Technical AR implementation: Reli Magnezi
At the beginning of 2022, I participated in my third course in my undergraduate degree in Interactive Experience Design. Until then, I was mainly familiar with relatively simple tools such as EKO (Z"L) by Yoni Bloch, and with design tools that formed the background of my non-interactive creative work. In another, parallel course during the same semester, I began struggling with the Unity game engine and the C# programming language. This later became much easier, about a year later, when artificial intelligence tools became widely accessible.

However, what truly amazed me at the time was something else entirely: Snapchat, and specifically its augmented reality (AR) capabilities. In Unity, we mostly learned technically demanding and often discouraging processes, and my weekends were spent writing and debugging code. In the other course, by contrast, I could dive directly into writing stories.

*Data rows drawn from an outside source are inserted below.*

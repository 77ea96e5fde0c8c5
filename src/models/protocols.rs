//! Protocol constants and message tables
//!
//! Header layouts themselves come from `pnet::packet`; this module holds the
//! numeric identifiers the rest of the crate dispatches on, plus the lookup
//! tables that turn ICMP/IGMP type codes, ARP operations and TCP flag bits
//! into the human-readable info strings shown next to each packet.

pub const ETHERTYPE_ARP: u16 = 0x0806;
pub const ETHERTYPE_RARP: u16 = 0x8035;

pub const IP_PROTO_ICMP: u8 = 1;
pub const IP_PROTO_IGMP: u8 = 2;
pub const IP_PROTO_TCP: u8 = 6;
pub const IP_PROTO_UDP: u8 = 17;

pub const UNKNOWN_ICMP_MESSAGE: &str = "unknown ICMP message type";
pub const UNKNOWN_IGMP_MESSAGE: &str = "unknown IGMP message type";
pub const PROTOCOL_NOT_SUPPORTED: &str = "protocol not supported";

/// Known ICMP message types (RFC 792 and friends)
pub const ICMP_MESSAGES: [(u8, &str); 16] = [
    (0, "Echo Reply"),
    (3, "Destination Unreachable"),
    (4, "Source Quench"),
    (5, "Redirect Message"),
    (6, "Alternate Host Address"),
    (8, "Echo Request"),
    (9, "Router Advertisement"),
    (10, "Router Selection"),
    (11, "Time Exceeded"),
    (12, "Parameter Problem"),
    (13, "Timestamp Request"),
    (14, "Timestamp Reply"),
    (15, "Information Request"),
    (16, "Information Reply"),
    (17, "Address Mask Request"),
    (18, "Address Mask Reply"),
];

/// Known IGMP message types
pub const IGMP_MESSAGES: [(u8, &str); 8] = [
    (0x11, "Membership Query"),
    (0x12, "IGMPv1 Membership Report"),
    (0x16, "IGMPv2 Membership Report"),
    (0x17, "Leave Group"),
    (0x22, "IGMPv3 Membership Report"),
    (0x24, "Multicast Router Advertisement"),
    (0x25, "Multicast Router Solicitation"),
    (0x26, "Multicast Router Termination"),
];

/// TCP flag names, indexed by bit position in the flags byte (LSB first)
pub const TCP_FLAGS: [&str; 8] = ["FIN", "SYN", "RST", "PSH", "ACK", "URG", "ECE", "CWR"];

pub fn icmp_message(icmp_type: u8) -> &'static str {
    ICMP_MESSAGES
        .iter()
        .find(|(code, _)| *code == icmp_type)
        .map(|(_, message)| *message)
        .unwrap_or(UNKNOWN_ICMP_MESSAGE)
}

pub fn igmp_message(igmp_type: u8) -> &'static str {
    IGMP_MESSAGES
        .iter()
        .find(|(code, _)| *code == igmp_type)
        .map(|(_, message)| *message)
        .unwrap_or(UNKNOWN_IGMP_MESSAGE)
}

/// Space-joined flag tokens for the set bits, in FIN..CWR order
pub fn tcp_flags_info(flags: u8) -> String {
    TCP_FLAGS
        .iter()
        .enumerate()
        .filter(|(bit, _)| flags & (1 << bit) != 0)
        .map(|(_, name)| *name)
        .collect::<Vec<_>>()
        .join(" ")
}

/// Info text for an ARP operation code; only request and response are named
pub fn arp_operation_info(operation: u16) -> &'static str {
    match operation {
        1 => "ARP request",
        2 => "ARP response",
        _ => "",
    }
}

/// Info text for a RARP operation code (RFC 903 and the dynamic RARP extension)
pub fn rarp_operation_info(operation: u16) -> &'static str {
    match operation {
        3 => "RARP request",
        4 => "RARP response",
        5 => "Dynamic RARP request",
        6 => "Dynamic RARP reply",
        _ => "",
    }
}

To spark our enthusiasm for the technology, the course instructors invited someone from Snapchat to explain its capabilities and demonstrate how to create lenses. At its core, the idea is simple: define a trigger object that, when recognized by the camera, causes another object to appear. He demonstrated this using a drawing placed on a table, onto which a smiling emoji was overlaid on the phone screen. Naturally, someone observing from the side could only see the drawing, not the emoji. This moment immediately struck me. An entire world of hidden message transmission suddenly revealed itself.
In fact, the system consists of three parts: the trigger, the key, and the content. The "trigger" can be any object in physical space, for example graffiti, a bus timetable, or money. The "key" is the code that links the seemingly innocent object to the content, and it does not necessarily indicate which object should be scanned. The content is the content itself, potentially something secret: instructions for preparing a popular drink, the location of a treasure, or a computer password. Minimal traces. Only the combination of the trigger and the key leads to the hidden content.

At the end of the session, we were sent home with an assignment: to create our first lens. After finishing it, I decided to test an additional idea. What would happen if I showed the camera only half of the trigger? Would it still display the additional layer? To my surprise, even 1/16 of the trigger-object was enough to activate the overlay. In other words, it is possible to distribute the trigger among sixteen different people who all share access to the same content layer. However, in order to maintain discretion, one must find a way to prevent someone who steals only part of the trigger from uncovering the entire content. One possible solution is that scanning only part of the trigger reveals different information from what is revealed when scanning the complete object.

With the ambition to create a mystery story based on these technological properties, I began working on the final project for the course. The idea itself was generic but effective:
A hacker named “Jaguar 411” has broken into the player’s accounts. The player must communicate with him via WhatsApp over the next 20 minutes in order to prevent the information from being leaked. During the WhatsApp conversation, the player receives clues about what to scan, along with the lenses themselves.

In practice, this was the inverse of an escape room: an “entry space.” We had to think about how to guide the user toward a specific location, our computer lab classroom. The starting point was the entrance to the Mexico building. After the opening video, we sent the user the first lens (you are welcome to try it with your phone on the image to the right). When the player scanned the central wall, a GIF of a hand appeared, instructing them to approach the wall. As they moved closer, the trigger became only the blue figure, and the overlay content changed accordingly:
Another discovery that helped shape the gameplay was that although Snapchat’s software does not recognize three-dimensional objects as triggers, when the trigger is a staircase with a sufficiently distinct appearance, the player can stand beside it and the lens will still recognize it. This allowed us to guide the player to the second floor.
When the player reached the lab door and encountered a keypad, they received another lens:
Anyone with experience in escape rooms or puzzle games would immediately understand that, in order to enter, four objects must be found to form the code. The colors and shapes hint at the sequence of inputs on the keypad (a green circle, followed by a blue rectangle, and so on). But how are the numbers themselves found? By searching the surroundings for objects to scan according to the colors, and by following hints from Jaguar:
Anyone who managed to enter the lab effectively completed the mission and won.

Like many projects that remain within the boundaries of academic courses or research, the ideas I discovered here did not lead anywhere beyond this framework. I did not continue working on hidden messages or further testing the capabilities of AR tools. Still, I believe this is a technology with significant potential due to its low physical footprint in real space. Vast amounts of writing already exist on the potential uses of augmented reality, and I wish to add just one more point to that discussion this time.